Hal ini diduga adanya penumpukan partikel Pb, karena terdapat
halangan yang relatif rapat, sehingga partikel tidak bebas untuk didispersikan. Penelitian ini merupakan penelitian lapangan sehingga relatif sulit untuk melakukan pengendalian faktor-faktor lain yang tidak diteliti. Oleh karena itu, untuk mengetahui kemampuan suatu jalur hijau dalam menurunkan konsentrasi partikel timbal, tidak digunakan nilai konsentrasi pada masing-masing titik pengukuran, tetapi digunakan besarnya persentase penurunan dari titik emisi terhadap titik-titik yang berada di belakang jalur hijau.

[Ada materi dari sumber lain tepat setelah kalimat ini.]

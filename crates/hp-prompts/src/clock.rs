//! Time source for cache freshness decisions.

use std::sync::Mutex;

use chrono::{DateTime, TimeDelta, Utc};

pub trait Clock: Send + Sync {
    fn now(&self) -> DateTime<Utc>;
}

/// Wall-clock time.
#[derive(Debug, Default, Clone, Copy)]
pub struct SystemClock;

impl Clock for SystemClock {
    fn now(&self) -> DateTime<Utc> {
        Utc::now()
    }
}

/// A clock that only moves when told to. Lets tests step across the
/// freshness window without sleeping.
#[derive(Debug)]
pub struct ManualClock {
    now: Mutex<DateTime<Utc>>,
}

impl ManualClock {
    pub fn new(start: DateTime<Utc>) -> Self {
        Self {
            now: Mutex::new(start),
        }
    }

    pub fn advance(&self, by: TimeDelta) {
        let mut now = self.now.lock().unwrap_or_else(|e| e.into_inner());
        *now += by;
    }

    pub fn set(&self, to: DateTime<Utc>) {
        *self.now.lock().unwrap_or_else(|e| e.into_inner()) = to;
    }
}

impl Clock for ManualClock {
    fn now(&self) -> DateTime<Utc> {
        *self.now.lock().unwrap_or_else(|e| e.into_inner())
    }
}
//! Preview-editing support service.
//!
//! Serves the session, chat, and fix-instruction API used by the website
//! preview editor. Prompts come from a GCS bucket (`PROMPTS_BUCKET_NAME`), a
//! local directory (`PROMPTS_DIR`), or the built-in defaults.
//!
//! # Examples
//!
//! ```sh
//! # Prompts from a bucket, Gemini enabled
//! PROMPTS_BUCKET_NAME=hp-prompts GEMINI_API_KEY=... hp-support
//!
//! # Local prompt directory, refreshed every 5 minutes
//! hp-support --prompts-dir ./deploy --cache-minutes 5 --port 3000
//! ```

use std::sync::Arc;

use clap::Parser;
use hp_prompts::{PromptCache, REQUIRED_PROMPTS};
use hp_support::{AppState, LanguageModel, ServiceConfig, spawn_web};
use tracing::{info, warn};
use tracing_subscriber::EnvFilter;
use tracing_subscriber::layer::SubscriberExt;
use tracing_subscriber::util::SubscriberInitExt;

#[tokio::main]
async fn main() {
    let config = ServiceConfig::parse();

    tracing_subscriber::registry()
        .with(EnvFilter::try_from_default_env().unwrap_or_else(|_| EnvFilter::new("info")))
        .with(tracing_subscriber::fmt::layer())
        .init();

    let store = match config.build_store() {
        Ok(store) => store,
        Err(e) => {
            eprintln!("Error: failed to create prompt store: {e}");
            std::process::exit(1);
        }
    };

    let cache = PromptCache::new(store, config.cache_config());
    let missing = cache.fallback().missing(REQUIRED_PROMPTS);
    if !missing.is_empty() {
        warn!("no built-in default for required prompts: {}", missing.join(", "));
    }

    // Warm the cache so the first requests don't wait on the store.
    let report = cache.force_reload().await;
    info!(
        "prompt cache ready: {} prompts from {}, refreshed every {} min",
        report.names_loaded.len(),
        cache.store_location(),
        config.cache_minutes
    );

    let model: Option<Arc<dyn LanguageModel>> = match config.build_model() {
        Ok(Some(client)) => {
            info!("language model: {}", client.model_name());
            Some(Arc::new(client))
        }
        Ok(None) => {
            warn!("GEMINI_API_KEY not set; chat and fix-instruction endpoints will return errors");
            None
        }
        Err(e) => {
            eprintln!("Error: failed to create model client: {e}");
            std::process::exit(1);
        }
    };

    let state = AppState::new(Arc::new(cache), model);
    let addr = match spawn_web(state, config.bind_addr()).await {
        Ok(addr) => addr,
        Err(e) => {
            eprintln!("Error: failed to bind {}: {e}", config.bind_addr());
            std::process::exit(1);
        }
    };
    info!("hp-support listening on http://{addr}");

    if let Err(e) = tokio::signal::ctrl_c().await {
        warn!("failed to listen for shutdown signal: {e}");
    }
    info!("shutting down");
}
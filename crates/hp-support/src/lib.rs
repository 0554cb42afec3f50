//! Preview-editing support service.
//!
//! `hp-support` is the HTTP backend behind the website preview editor. The
//! browser records element selections, chats with a language model about
//! changes, and finally asks for a fix-instruction document compiled from the
//! whole conversation. Every prompt sent to the model is resolved through a
//! shared [`PromptCache`](hp_prompts::PromptCache), so prompt text can be
//! edited in the bucket and picked up without a redeploy.
//!
//! # Quick start
//!
//! ```ignore
//! use std::sync::Arc;
//! use hp_prompts::{CacheConfig, MemoryPromptStore, PromptCache};
//! use hp_support::{AppState, spawn_web};
//!
//! let cache = PromptCache::new(Arc::new(MemoryPromptStore::new()), CacheConfig::default());
//! let state = AppState::new(Arc::new(cache), None);
//! let addr = spawn_web(state, ([127, 0, 0, 1], 8080).into()).await?;
//! println!("listening on http://{addr}");
//! ```
//!
//! # Architecture
//!
//! ```text
//! browser ──HTTP──▶ api handlers ──resolve(name, vars)──▶ PromptCache ──▶ PromptStore
//!                        │                                    │
//!                        ├──▶ SessionStore (transcripts)      └──▶ FallbackCatalog
//!                        └──▶ LanguageModel (Gemini)
//! ```

mod api;
pub mod config;
pub mod model;
mod server;
pub mod session;

pub use api::{AppState, ChatReply, parse_chat_reply};
pub use config::ServiceConfig;
pub use model::{GeminiClient, GenerateRequest, LanguageModel, ModelFuture};
pub use server::build_router;
pub use session::{LogEntry, Session, SessionStore};

use std::net::SocketAddr;

/// Start the web server in a background task and return the bound address.
///
/// Binding to port 0 picks a free port; the returned address has the real one.
pub async fn spawn_web(state: AppState, bind_addr: SocketAddr) -> std::io::Result<SocketAddr> {
    let router = server::build_router(state);
    server::start_server(router, bind_addr).await
}
/// What the store said when a resolution had to ask it.
#[derive(Debug, Clone, Copy, PartialEq, Eq, Serialize)]
#[serde(rename_all = "snake_case")]
pub enum RefreshOutcome {
    /// Usable content was fetched and cached.
    Fetched,
    /// The store answered but holds no usable object for the name.
    Absent,
    /// The store could not be asked: transport, auth, or timeout.
    Unreachable,
}

/// Outcome of [`PromptCache::resolve_detailed`].
#[derive(Debug, Clone)]
pub struct Resolution {
    /// The final prompt text. Never empty.
    pub content: String,
    pub origin: PromptOrigin,
    /// `false` when variables were missing and the raw template was returned.
    pub rendered: bool,
    /// `None` when the cached entry was fresh or the name never reached the store.
    pub refresh: Option<RefreshOutcome>,
}

/// Result of [`PromptCache::force_reload`].
#[derive(Debug, Clone, Serialize)]
pub struct ReloadReport {
    /// Names now cached from the store, sorted.
    pub names_loaded: Vec<String>,
    /// Names the listing reported but that could not be fetched.
    pub failed: Vec<String>,
    pub timestamp: DateTime<Utc>,
}

#[derive(Debug, Clone, Serialize)]
pub struct SnapshotEntry {
    pub name: String,
    pub refreshed_at: DateTime<Utc>,
    /// Template length in characters.
    pub length: usize,
    /// First [`PREVIEW_CHARS`] characters, with `...` appended when cut.
    pub preview: String,
}

/// Read-only view of the cache for the admin surface.
#[derive(Debug, Clone, Serialize)]
pub struct CacheSnapshot {
    pub entries: Vec<SnapshotEntry>,
    pub last_reload: Option<DateTime<Utc>>,
    pub cache_minutes: u64,
}

/// Resolves named prompts against a remote store with a fallback catalog.
///
/// Construct one per process and share it behind an `Arc`.
///
/// # Example
///
/// ```
/// use std::sync::Arc;
/// use hp_prompts::{CacheConfig, MemoryPromptStore, PromptCache, vars};
///
/// # #[tokio::main(flavor = "current_thread")]
/// # async fn main() {
/// let store = Arc::new(MemoryPromptStore::new().with_prompt("greet", "Hello {name}"));
/// let cache = PromptCache::new(store, CacheConfig::default());
///
/// assert_eq!(cache.resolve("greet", &vars([("name", "Ada")])).await, "Hello Ada");
/// // Unknown everywhere: still non-empty.
/// assert!(!cache.resolve("nope", &Default::default()).await.is_empty());
/// # }
/// ```
pub struct PromptCache {
    store: Arc<dyn PromptStore>,
    fallback: FallbackCatalog,
    clock: Arc<dyn Clock>,
    config: CacheConfig,
    entries: RwLock<HashMap<String, Arc<CacheEntry>>>,
    last_reload: RwLock<Option<DateTime<Utc>>>,
}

Selanjutnya untuk melihat efektivitas jalur hijau, dapat dilihat kecenderungan penurunannya dan dibandingkan dengan jalur terbuka. Hasil penelitian menunjukkan bahwa pada jalur dua baris dan lebih dua baris, konsentrasi partikel Pb mengalami penurunan secara tajam pada jarak 5 m di belakang jalur hijau. Selain itu, bahwa penelitian baru mengkaji konsentrasi partikel timbal secara horizontal, belum mengkaji konsentrasi timbal secara vertikal. Penelitian dapat memberikan informasi gradasi penurunan konsentrasi partikel timbal berdasarkan ketinggian. Dengan demikian akan dapat diketahui tinggi pohon yang efektif dalam mereduksi partikel Pb. Implikasi kebijakan dari penelitian ini bahwa untuk mengembangkan jalur hijau jalan, tertutama untuk jalan-jalan bebas hambatan, cukup dilakukan
96
penanaman dengan dua baris jenis tanaman Acacia mangium dengan ciri struktur indeks luas daun 0,890 ± 1,140, tinggi bebas cabang 2,7± 0,8, jarak tanam 3 - 4 m. Di sini yang diduga memberikan pengaruh terhadap besarnya jerapan partikel timbal adalah tinggi bebas cabang. Jalur hijau jalan lebih dua baris mempunyai indeks luas daun lebih besar dan lebar jalur hijau lebih besar, tetapi mempunyai kemampuan yang sama dengan jalur hijau dua baris.
Hal ini diduga bahwa
partikel-partikel timbal lebih banyak terakumulasi di dekat permukaan tanah karena pengaruh gravitasi. Jalur hijau lebih dua baris mempunyai tinggi bebas cabang lebih tinggi dibandingkan dengan jalur hijau dua baris yaitu 8,1 ± 3,0 m. Hal ini juga dapat dilihat pada jalur satu baris. Pada jalur ini tidak berbeda nyata dengan jalur terbuka artinya konsentrasi partikel timbal banyak yang lolos. Oleh karena itu dalam aplikasi di lapangan agar memberikan efek yang maksimum, perlu adanya tanaman dengan strata yang lebih rendah sehingga dapat mengisi kekosongan di bawah tinggi bebas cabang.